Task statement: From the data below, return all lines holding the string "body".

Provided material:
//! Learner management

use crate::util::{self, Repo};
use anyhow::{Context, Result};
use owo_colors::OwoColorize;
use serde_json::json;
use std::io::{self, BufRead, Write};
use std::path::Path;

pub fn run_add(dir: Option<&Path>, name: &str) -> Result<()> {
    let repo = Repo::open(dir)?;
    let owner = repo.catalog.create_owner(name)?;

    println!("{} {} (id {})", "Added user".green(), owner.name.bold(), owner.id);
    Ok(())
}

pub fn run_list(dir: Option<&Path>, json: bool) -> Result<()> {
    let repo = Repo::open(dir)?;
    let owners = repo.catalog.owners()?;

    if json {
        let body: Vec<_> = owners
            .iter()
            .map(|o| json!({ "id": o.id, "username": o.name }))
            .collect();
        return util::print_json(&body);
    }

    if owners.is_empty() {
        println!("{}", "No users yet".dimmed());
        return Ok(());
    }

    for owner in &owners {
        println!(
            "{:>5}  {}  {}",
            owner.id.to_string().yellow(),
            owner.name,
            util::format_relative_time(owner.created_at).dimmed()
        );
    }
    Ok(())
}

/// Remove a learner together with their history
pub fn run_remove(dir: Option<&Path>, user: &str, yes: bool) -> Result<()> {
    let repo = Repo::open(dir)?;
    let owner = util::resolve_user(&repo.catalog, user)?;

    if !yes && !confirm(&format!("Remove user '{}' and all saved code?", owner.name))? {
        println!("Aborted");
        return Ok(());
    }

    let (_, removed) = repo
        .journal
        .remove_owner(owner.id)
        .with_context(|| format!("Failed to remove {}", owner.name))?;

    println!(
        "{} {} ({} versions deleted)",
        "Removed user".green(),
        owner.name.bold(),
        removed
    );
    Ok(())
}

fn confirm(prompt: &str) -> Result<bool> {
    print!("{} [y/N] ", prompt);
    io::stdout().flush()?;

    let mut answer = String::new();
    io::stdin().lock().read_line(&mut answer)?;
    Ok(matches!(answer.trim(), "y" | "Y" | "yes"))
}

Exercise solution:
        let body: Vec<_> = owners
        return util::print_json(&body);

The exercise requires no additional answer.